Judge of the Constitutional Court of Italy
- In office 30 January 1996 – 30 January 2005
- Appointed by: Italian Parliament

Personal details
- Born: 30 March 1936 Milan, Italy
- Died: 14 May 2022 (aged 86) Milan, Italy
- Children: 5
- Alma mater: University of Milan

= Valerio Onida =

Italian jurist and professor (1936–2022)

Valerio Onida (30 March 1936 – 14 May 2022) was an Italian jurist, and constitutional law professor, Judge of the Constitutional Court of Italy and President of the Court from September 2004 to January 2005.

==Biography==
Professor of Constitutional Law at the University of Milan from 1983 to 2009, in January 1996, Onida was elected Judge of the Constitutional Court of Italy by the Parliament. He remained in office for nine years, until January 2005. In the last four months, Onida has also been President of the Constitutional Court.

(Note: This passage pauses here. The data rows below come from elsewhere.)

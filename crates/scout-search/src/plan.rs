//! Immutable per-request search plan.

use scout_core::{defaults, ChannelWeights, Degradation, Result, SearchMethod, SearchRequest};

/// What one request asks of the pipeline, fixed after validation.
#[derive(Debug, Clone, Copy, PartialEq)]
pub struct SearchPlan {
    pub method: SearchMethod,
    /// Weights as requested, before method or degradation adjustments.
    pub weights: ChannelWeights,
    pub threshold: f32,
    pub limit: usize,
    /// Per-channel retrieval cap.
    pub limit_ceiling: usize,
    pub fetch_education: bool,
}

impl SearchPlan {
    pub fn from_request(request: &SearchRequest) -> Result<Self> {
        request.validate()?;
        let limit = request.bounded_limit();
        Ok(Self {
            method: request.search_method,
            weights: request.weights(),
            threshold: request.score_threshold,
            limit,
            limit_ceiling: defaults::CHANNEL_LIMIT_CEILING.max(limit),
            fetch_education: request.fetch_education,
        })
    }

    pub fn uses_lexical(&self) -> bool {
        self.method.uses_lexical()
    }

    pub fn uses_vector(&self) -> bool {
        self.method.uses_vector()
    }

    /// Weights after applying the method and any lost channel.
    ///
    /// A channel that is switched off by the method, or that failed for this
    /// request, gets weight zero so it cannot dilute the other channel.
    pub fn effective_weights(&self, degradation: &Degradation) -> ChannelWeights {
        let mut weights = match self.method {
            SearchMethod::Bm25 => self.weights.lexical_only(),
            SearchMethod::Semantic => self.weights.semantic_only(),
            SearchMethod::Elasticsearch | SearchMethod::Hybrid => self.weights,
        };
        if degradation.embedding_failed || degradation.vector_unavailable {
            weights = weights.lexical_only();
        }
        if degradation.lexical_unavailable {
            weights = weights.semantic_only();
        }
        weights
    }
}
//! Rebuild the primary lexical index from the relational store.

use std::time::Instant;

use serde::Serialize;
use tracing::{info, instrument};

use scout_core::{ExperienceSource, LexicalIndex, Result};

/// Totals for one reindex run.
#[derive(Debug, Clone, Default, PartialEq, Eq, Serialize)]
pub struct ReindexReport {
    pub read: usize,
    pub indexed: usize,
    pub batches: usize,
    pub duration_ms: u64,
}

/// Stream every experience in id order into `index`, `batch_size` at a time.
///
/// Rejected documents are counted, not fatal. A transport failure stops the
/// run and is returned.
#[instrument(skip(source, index), fields(subsystem = "search", component = "reindex", op = "reindex"))]
pub async fn reindex(
    source: &dyn ExperienceSource,
    index: &dyn LexicalIndex,
    batch_size: usize,
) -> Result<ReindexReport> {
    let start = Instant::now();
    let batch_size = batch_size.max(1);
    index.ensure_index().await?;

    let mut report = ReindexReport::default();
    let mut after_id = 0i64;
    loop {
        let batch = source.experiences_after(after_id, batch_size).await?;
        let Some(last) = batch.last() else {
            break;
        };
        after_id = last.id;
        report.read += batch.len();
        report.indexed += index.bulk_index(&batch).await?;
        report.batches += 1;
        if report.batches % 10 == 0 {
            info!(read = report.read, indexed = report.indexed, "Reindex progress");
        }
        if batch.len() < batch_size {
            break;
        }
    }

    report.duration_ms = start.elapsed().as_millis() as u64;
    info!(
        read = report.read,
        indexed = report.indexed,
        batches = report.batches,
        duration_ms = report.duration_ms,
        "Reindex complete"
    );
    Ok(report)
}
//! Search, suggestion, facet and tier-breakdown handlers.

use axum::extract::rejection::{JsonRejection, QueryRejection};
use axum::extract::{Path, Query, State};
use axum::Json;
use serde::Deserialize;

use scout_core::{defaults, Facets, SearchRequest, SearchResponse};
use scout_search::{SuggestionReply, TierBreakdown};

use crate::error::ApiError;
use crate::state::AppState;

/// Largest facet list a caller may ask for.
const FACET_LIMIT_MAX: usize = 100;

pub async fn search(
    State(state): State<AppState>,
    payload: Result<Json<SearchRequest>, JsonRejection>,
) -> Result<Json<SearchResponse>, ApiError> {
    let Json(request) = payload?;
    let response = state.engine.search(&request).await?;
    Ok(Json(response))
}

/// Primary lexical hits for `query`, grouped by title tier.
pub async fn tier_breakdown(
    State(state): State<AppState>,
    Path(query): Path<String>,
) -> Result<Json<TierBreakdown>, ApiError> {
    if query.trim().is_empty() {
        return Err(ApiError::BadRequest("query must not be empty".to_string()));
    }
    Ok(Json(state.engine.lexical_tiers(&query).await?))
}

#[derive(Debug, Deserialize)]
pub struct SuggestionParams {
    #[serde(default)]
    pub query: String,
    pub limit: Option<usize>,
    /// Caller-chosen id; a newer call in the same session supersedes older ones.
    pub session: Option<String>,
}

pub async fn suggestions(
    State(state): State<AppState>,
    params: Result<Query<SuggestionParams>, QueryRejection>,
) -> Result<Json<SuggestionReply>, ApiError> {
    let Query(params) = params?;
    let reply = state
        .suggestions
        .suggest(params.session.as_deref(), &params.query, params.limit)
        .await?;
    Ok(Json(reply))
}

#[derive(Debug, Deserialize)]
pub struct FacetParams {
    pub limit: Option<usize>,
}

pub async fn facets(
    State(state): State<AppState>,
    params: Result<Query<FacetParams>, QueryRejection>,
) -> Result<Json<Facets>, ApiError> {
    let Query(params) = params?;
    let limit = params
        .limit
        .unwrap_or(defaults::FACET_LIMIT)
        .clamp(1, FACET_LIMIT_MAX);
    Ok(Json(state.engine.facets(limit).await?))
}
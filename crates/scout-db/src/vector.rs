//! Nearest-neighbour search over projected experience embeddings.

use std::time::Instant;

use async_trait::async_trait;
use sqlx::{PgPool, Row};
use tracing::debug;

use scout_core::{normalize_cosine_distance, ExperienceMatch, QueryEmbedding, Result, VectorBackend};

use crate::rows::{experience_from_row, today, EXPERIENCE_COLUMNS};

/// pgvector cosine search over `candidate_experience.embedding`.
#[derive(Clone)]
pub struct PgVectorSearch {
    pool: PgPool,
}

impl PgVectorSearch {
    pub fn new(pool: PgPool) -> Self {
        Self { pool }
    }
}

#[async_trait]
impl VectorBackend for PgVectorSearch {
    async fn search(
        &self,
        embedding: &QueryEmbedding,
        limit_ceiling: usize,
    ) -> Result<Vec<ExperienceMatch>> {
        let start = Instant::now();
        if limit_ceiling == 0 {
            return Ok(Vec::new());
        }

        let sql = format!(
            r#"
            SELECT {EXPERIENCE_COLUMNS},
                   (ce.embedding <=> $1::vector)::float8 AS distance
            FROM candidate_experience ce
            JOIN candidates c ON ce.candidate_id = c.id
            WHERE ce.embedding IS NOT NULL
              AND ce.position_title_en IS NOT NULL
              AND ce.position_title_en <> ''
            ORDER BY distance ASC, ce.id ASC
            LIMIT $2
            "#
        );

        let query: pgvector::Vector = embedding.to_vector();
        let rows = sqlx::query(&sql)
            .bind(query)
            .bind(limit_ceiling as i64)
            .fetch_all(&self.pool)
            .await?;

        let today = today();
        let mut matches = Vec::with_capacity(rows.len());
        for row in &rows {
            let mut m = experience_from_row(row, today)?;
            let distance: f64 = row.try_get("distance")?;
            m.cosine_similarity = Some(normalize_cosine_distance(distance));
            matches.push(m);
        }

        debug!(
            subsystem = "db",
            component = "vector",
            op = "search",
            result_count = matches.len(),
            dimension = embedding.dimension(),
            duration_ms = start.elapsed().as_millis() as u64,
            "Vector search completed"
        );
        Ok(matches)
    }
}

In 2010, Onida was a candidate for the center-left primary elections for the Mayor of Milan, and he ranked third: the winner was Giuliano Pisapia, who was later elected Mayor.

Onida was very critical of the 2016 constitutional referendum proposed by Prime Minister Matteo Renzi and appealed against it, since, according to him, too many questions were presented in the referendum. Onida's appeal was rejected and he announced that on 4 December he would have voted "No".